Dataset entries
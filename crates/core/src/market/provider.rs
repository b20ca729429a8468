use crate::domain::market::{CompanyInfo, PricePoint, SearchMatch, StockQuote};
use anyhow::Result;
use std::fmt;

#[derive(Debug, Clone, Copy, PartialEq, Eq, Default)]
pub enum OutputSize {
    /// Roughly the last 100 sessions.
    #[default]
    Compact,
    /// Full multi-decade history.
    Full,
}

impl OutputSize {
    pub fn as_str(self) -> &'static str {
        match self {
            OutputSize::Compact => "compact",
            OutputSize::Full => "full",
        }
    }
}

/// Notices the provider embeds in an otherwise successful HTTP response.
#[derive(Debug, Clone, PartialEq)]
pub enum MarketDataError {
    RateLimited(String),
    Provider(String),
}

impl fmt::Display for MarketDataError {
    fn fmt(&self, f: &mut fmt::Formatter<'_>) -> fmt::Result {
        match self {
            MarketDataError::RateLimited(msg) => write!(f, "market data rate limit: {msg}"),
            MarketDataError::Provider(msg) => write!(f, "market data provider error: {msg}"),
        }
    }
}

impl std::error::Error for MarketDataError {}

#[async_trait::async_trait]
pub trait MarketDataProvider: Send + Sync {
    fn provider_name(&self) -> &'static str;

    async fn search_symbols(&self, query: &str) -> Result<Vec<SearchMatch>>;

    /// `Ok(None)` when the provider knows no such symbol.
    async fn quote(&self, symbol: &str) -> Result<Option<StockQuote>>;

    /// Daily bars, oldest first, one per date.
    async fn daily_history(&self, symbol: &str, size: OutputSize) -> Result<Vec<PricePoint>>;

    async fn company_overview(&self, symbol: &str) -> Result<Option<CompanyInfo>>;
}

Exercise directions: Check each line above for the word "write" and copy the ones that have it.

Finished exercise:
            MarketDataError::RateLimited(msg) => write!(f, "market data rate limit: {msg}"),
            MarketDataError::Provider(msg) => write!(f, "market data provider error: {msg}"),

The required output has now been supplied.